Pairwise comparisons showed significant differences in gender between seniors and the elderly; hospital grade, mechanical ventilation and in-hospital mortality between all age groups; blood transfusion and the use of TCM between minors and adults; red blood cell volume received during blood transfusion between minors and the other age groups and adults and the elderly; and plasma volume received during blood transfusion between minors and the other age groups. There were significant differences between all age groups in ventilation time, except between minors and adults and seniors and the elderly; length of hospital stay, except between adults and seniors and seniors and the elderly; and hospitalization cost, except between seniors and the elderly.

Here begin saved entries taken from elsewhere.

use axum::{extract::FromRequestParts, http::request::Parts};
use uuid::Uuid;

use crate::error::AppError;

pub const DEVICE_HEADER: &str = "X-Device-UUID";

/// The client device, identified by the `X-Device-UUID` header.
pub struct Device(pub Uuid);

impl<S> FromRequestParts<S> for Device
where
    S: Send + Sync,
{
    type Rejection = AppError;

    async fn from_request_parts(parts: &mut Parts, _state: &S) -> Result<Self, Self::Rejection> {
        let value = parts
            .headers
            .get(DEVICE_HEADER)
            .and_then(|v| v.to_str().ok())
            .ok_or_else(|| AppError::Validation(format!("Missing {DEVICE_HEADER} header")))?;

        let uuid = Uuid::parse_str(value.trim())
            .map_err(|_| AppError::Validation(format!("Invalid {DEVICE_HEADER} header")))?;

        Ok(Device(uuid))
    }
}
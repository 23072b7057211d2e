pub mod auth;
pub mod device;
pub mod json;
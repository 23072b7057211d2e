//! Named, expiring mutexes stored in the `short_lock` table.
//!
//! A lock is a row keyed by a unique name. Acquiring inserts the row, so two
//! acquirers racing for the same name are serialised by the unique index. A
//! row whose `expires_at` has passed is stale: its holder is presumed dead
//! and the next acquirer removes it first.

use chrono::{Duration, Utc};
use sea_orm::{
    ActiveModelTrait, ColumnTrait, ConnectionTrait, DbErr, EntityTrait, QueryFilter, Set, SqlErr,
};
use tracing::{debug, info};
use uuid::Uuid;

use crate::entity::short_lock;

/// Lock serialising commits to one sharing group.
pub fn sharing_group_lock_name(sharing_group_uuid: Uuid) -> String {
    format!("sharing-group:{sharing_group_uuid}")
}

/// Lock serialising content uploads of one device to one sharing group.
pub fn staging_lock_name(sharing_group_uuid: Uuid, device_uuid: Uuid) -> String {
    format!("staging:{sharing_group_uuid}:{device_uuid}")
}

/// Lock serialising reconciliation of one file group.
pub fn file_group_lock_name(file_group_uuid: Uuid) -> String {
    format!("file-group:{file_group_uuid}")
}

/// Lock serialising reconciliation of a single file without a file group.
pub fn file_lock_name(file_uuid: Uuid) -> String {
    format!("file:{file_uuid}")
}

/// Unique holder token. Holders only release locks carrying their own token.
pub fn new_holder(prefix: &str) -> String {
    format!("{prefix}:{}", Uuid::new_v4())
}

pub struct LockManager<'a, C: ConnectionTrait> {
    conn: &'a C,
}

impl<'a, C: ConnectionTrait> LockManager<'a, C> {
    pub fn new(conn: &'a C) -> Self {
        Self { conn }
    }

    /// Try to take the lock `name` for `expiry`.
    ///
    /// Returns `false` when a non-stale holder exists. Never waits.
    pub async fn acquire(&self, name: &str, holder: &str, expiry: Duration) -> Result<bool, DbErr> {
        let reclaimed = self.reclaim_stale(Some(name)).await?;
        if reclaimed > 0 {
            info!(lock = name, "Reclaimed stale lock");
        }

        let now = Utc::now();
        let model = short_lock::ActiveModel {
            name: Set(name.to_string()),
            holder: Set(holder.to_string()),
            acquired_at: Set(now),
            expires_at: Set(now + expiry),
            ..Default::default()
        };

        match model.insert(self.conn).await {
            Ok(_) => {
                debug!(lock = name, holder, "Lock acquired");
                Ok(true)
            }
            Err(e) if matches!(e.sql_err(), Some(SqlErr::UniqueConstraintViolation(_))) => {
                debug!(lock = name, holder, "Lock busy");
                Ok(false)
            }
            Err(e) => Err(e),
        }
    }

    /// Release `name` regardless of who holds it.
    pub async fn release(&self, name: &str) -> Result<bool, DbErr> {
        let result = short_lock::Entity::delete_many()
            .filter(short_lock::Column::Name.eq(name))
            .exec(self.conn)
            .await?;
        Ok(result.rows_affected > 0)
    }

    /// Release `name` only if `holder` still holds it.
    ///
    /// Returns `false` when the lock went stale and was taken over meanwhile.
    pub async fn release_if_held(&self, name: &str, holder: &str) -> Result<bool, DbErr> {
        let result = short_lock::Entity::delete_many()
            .filter(short_lock::Column::Name.eq(name))
            .filter(short_lock::Column::Holder.eq(holder))
            .exec(self.conn)
            .await?;
        Ok(result.rows_affected > 0)
    }

    /// Delete stale locks, either for one name or for every name.
    pub async fn reclaim_stale(&self, name: Option<&str>) -> Result<u64, DbErr> {
        let mut query =
            short_lock::Entity::delete_many().filter(short_lock::Column::ExpiresAt.lt(Utc::now()));
        if let Some(name) = name {
            query = query.filter(short_lock::Column::Name.eq(name));
        }
        Ok(query.exec(self.conn).await?.rows_affected)
    }

    /// Current holder row of `name`, stale or not.
    pub async fn get(&self, name: &str) -> Result<Option<short_lock::Model>, DbErr> {
        short_lock::Entity::find()
            .filter(short_lock::Column::Name.eq(name))
            .one(self.conn)
            .await
    }
}
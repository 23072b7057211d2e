use common::storage::ContentHash;
use sea_orm::sea_query::Expr;
use sea_orm::{ColumnTrait, EntityTrait, QueryFilter};
use serde_json::{Value, json};
use syncserver::entity::user;
use uuid::Uuid;

use crate::common::{TestServer, routes, token};

/// Create a group over HTTP and return its UUID.
async fn create_group(server: &TestServer, token: &str) -> Uuid {
    let res = server
        .post(routes::SHARING_GROUPS, &json!({ "name": "Notes" }), Some(token), None)
        .await;
    assert_eq!(res.status, 201, "{}", res.text);
    res.body["sharing_group_uuid"].as_str().unwrap().parse().unwrap()
}

fn v0_body(file: Uuid, content: &str, mime: &str) -> Value {
    json!({
        "file_uuid": file,
        "file_version": 0,
        "state": "v0UploadCompleteFile",
        "upload_index": 1,
        "upload_count": 1,
        "content": content,
        "mime_type": mime,
    })
}

mod auth {
    use super::*;

    #[tokio::test]
    async fn missing_token_is_rejected() {
        let server = TestServer::spawn().await;
        let res = server.get(routes::SHARING_GROUPS, None).await;
        assert_eq!(res.status, 401);
        assert_eq!(res.body["code"], "TOKEN_MISSING");
    }

    #[tokio::test]
    async fn malformed_token_is_rejected() {
        let server = TestServer::spawn().await;
        let res = server.get(routes::SHARING_GROUPS, Some("not-a-jwt")).await;
        assert_eq!(res.status, 401);
        assert_eq!(res.body["code"], "TOKEN_INVALID");
    }

    #[tokio::test]
    async fn token_of_relinked_account_is_rejected() {
        let server = TestServer::spawn().await;
        let alice = server.app.owning_user("alice").await;
        let token = token(&alice);
        assert_eq!(server.get(routes::SHARING_GROUPS, Some(&token)).await.status, 200);

        user::Entity::update_many()
            .col_expr(user::Column::CredsId, Expr::value("relinked"))
            .filter(user::Column::Id.eq(alice.id))
            .exec(&server.app.db)
            .await
            .unwrap();

        let res = server.get(routes::SHARING_GROUPS, Some(&token)).await;
        assert_eq!(res.status, 401);
        assert_eq!(res.body["code"], "TOKEN_INVALID");
    }

    #[tokio::test]
    async fn openapi_document_is_served() {
        let server = TestServer::spawn().await;
        let res = server.get("/api-docs/openapi.json", None).await;
        assert_eq!(res.status, 200);
        assert!(res.body["paths"]["/api/v1/sharing-groups/{uuid}/commit"].is_object());
    }
}

mod groups {
    use super::*;

    #[tokio::test]
    async fn create_and_list() {
        let server = TestServer::spawn().await;
        let alice = server.app.owning_user("alice").await;
        let token = token(&alice);

        let uuid = create_group(&server, &token).await;

        let res = server.get(routes::SHARING_GROUPS, Some(&token)).await;
        assert_eq!(res.status, 200);
        let groups = res.body.as_array().unwrap();
        assert_eq!(groups.len(), 1);
        assert_eq!(groups[0]["sharing_group_uuid"], uuid.to_string());
        assert_eq!(groups[0]["name"], "Notes");
        assert_eq!(groups[0]["permission"], "admin");
        assert_eq!(groups[0]["master_version"], 0);
    }

    #[tokio::test]
    async fn sharing_account_cannot_create_group() {
        let server = TestServer::spawn().await;
        let sam = server.app.sharing_user("sam").await;

        let res = server
            .post(routes::SHARING_GROUPS, &json!({}), Some(&token(&sam)), None)
            .await;
        assert_eq!(res.status, 403);
        assert_eq!(res.body["code"], "PERMISSION_DENIED");
    }

    #[tokio::test]
    async fn rename_and_delete() {
        let server = TestServer::spawn().await;
        let alice = server.app.owning_user("alice").await;
        let token = token(&alice);
        let uuid = create_group(&server, &token).await;

        let res = server.patch(&routes::group(uuid), &json!({}), &token).await;
        assert_eq!(res.status, 400);
        assert_eq!(res.body["code"], "VALIDATION_ERROR");

        let res = server
            .patch(&routes::group(uuid), &json!({ "name": "Journal" }), &token)
            .await;
        assert_eq!(res.status, 204);
        let res = server.get(routes::SHARING_GROUPS, Some(&token)).await;
        assert_eq!(res.body[0]["name"], "Journal");

        let res = server.delete(&routes::group(uuid), &token, None).await;
        assert_eq!(res.status, 204);

        let res = server.get(&routes::version(uuid), Some(&token)).await;
        assert_eq!(res.status, 404);
        let res = server.get(routes::SHARING_GROUPS, Some(&token)).await;
        assert_eq!(res.body.as_array().unwrap().len(), 0);
    }

    #[tokio::test]
    async fn last_member_leaving_deletes_group() {
        let server = TestServer::spawn().await;
        let alice = server.app.owning_user("alice").await;
        let token = token(&alice);
        let uuid = create_group(&server, &token).await;

        let res = server
            .post(&routes::leave(uuid), &json!({}), Some(&token), None)
            .await;
        assert_eq!(res.status, 200, "{}", res.text);
        assert_eq!(res.body["files_deleted"], 0);
        assert_eq!(res.body["group_deleted"], true);
    }

    #[tokio::test]
    async fn non_member_cannot_read_index() {
        let server = TestServer::spawn().await;
        let alice = server.app.owning_user("alice").await;
        let mallory = server.app.owning_user("mallory").await;
        let uuid = create_group(&server, &token(&alice)).await;

        let res = server.get(&routes::index(uuid), Some(&token(&mallory))).await;
        assert_eq!(res.status, 403);
    }
}

mod invitations {
    use super::*;

    #[tokio::test]
    async fn invite_inspect_and_redeem() {
        let server = TestServer::spawn().await;
        let alice = server.app.owning_user("alice").await;
        let bob = server.app.owning_user("bob").await;
        let alice_token = token(&alice);
        let bob_token = token(&bob);
        let group = create_group(&server, &alice_token).await;

        let res = server
            .post(
                &routes::invitations(group),
                &json!({ "permission": "write", "number_acceptors": 1 }),
                Some(&alice_token),
                None,
            )
            .await;
        assert_eq!(res.status, 201, "{}", res.text);
        let invitation: Uuid = res.body["sharing_invitation_uuid"]
            .as_str()
            .unwrap()
            .parse()
            .unwrap();

        let res = server.get(&routes::invitation(invitation), Some(&bob_token)).await;
        assert_eq!(res.status, 200);
        assert_eq!(res.body["sharing_group_uuid"], group.to_string());
        assert_eq!(res.body["permission"], "write");
        assert_eq!(res.body["allow_social_acceptance"], false);

        let res = server
            .post(&routes::redeem(invitation), &json!({}), Some(&bob_token), None)
            .await;
        assert_eq!(res.status, 200, "{}", res.text);
        assert_eq!(res.body["permission"], "write");

        let res = server.get(routes::SHARING_GROUPS, Some(&bob_token)).await;
        assert_eq!(res.body[0]["sharing_group_uuid"], group.to_string());
        assert_eq!(res.body[0]["permission"], "write");

        // Used up.
        let res = server.get(&routes::invitation(invitation), Some(&bob_token)).await;
        assert_eq!(res.status, 404);
    }

    #[tokio::test]
    async fn invalid_permission_is_a_validation_error() {
        let server = TestServer::spawn().await;
        let alice = server.app.owning_user("alice").await;
        let alice_token = token(&alice);
        let group = create_group(&server, &alice_token).await;

        let res = server
            .post(
                &routes::invitations(group),
                &json!({ "permission": "owner" }),
                Some(&alice_token),
                None,
            )
            .await;
        assert_eq!(res.status, 400);
        assert_eq!(res.body["code"], "VALIDATION_ERROR");
    }
}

Comparison of in-hospital mortality across age groups
There were 2,729 (31.7%) in-hospital deaths from sepsis in this study. There was a significant difference in in-hospital mortality across hospital type, with 594 deaths (60.6%) occurring in secondary hospitals, and 2,135 deaths (28.0%) occurring in tertiary hospitals (χ2=425.443, p<0.001). In-hospital mortality was 4.8% (45/935), 17.4% (496/2,848), 40.8% (1,440/3,526), and 58.1% (748/1,288) for minors, adults, seniors and the elderly, respectively. There were significant differences in in-hospital mortality across age categories (χ2=1,129.596, p<0.001), and in-hospital mortality showed a significant linear relationship with age (χ2=1,109.469, p<0.001; R=0.359, p<0.001), indicating in-hospital mortality increased with age (Table 3, Fig. 2).
Trends in in-hospital mortality from 2012 to 2018
In-hospital mortality was 31.3% (115/367), 32.9% (197/598), 21.2% (255/1204), 31.8% (553/1741), 30.2% (597/1975), 37.4% (725/1941) and 37.2% (287/771) for each consecutive year from 2012 through 2018, respectively. There were significant differences in in-hospital mortality across the years (χ2=103.401, p<0.001) and in-hospital mortality showed a significant linear relationship with time (χ2=40.909, p<0.001; R=0.069, p<0.001), indicating in-hospital mortality increased by year (Fig. 3).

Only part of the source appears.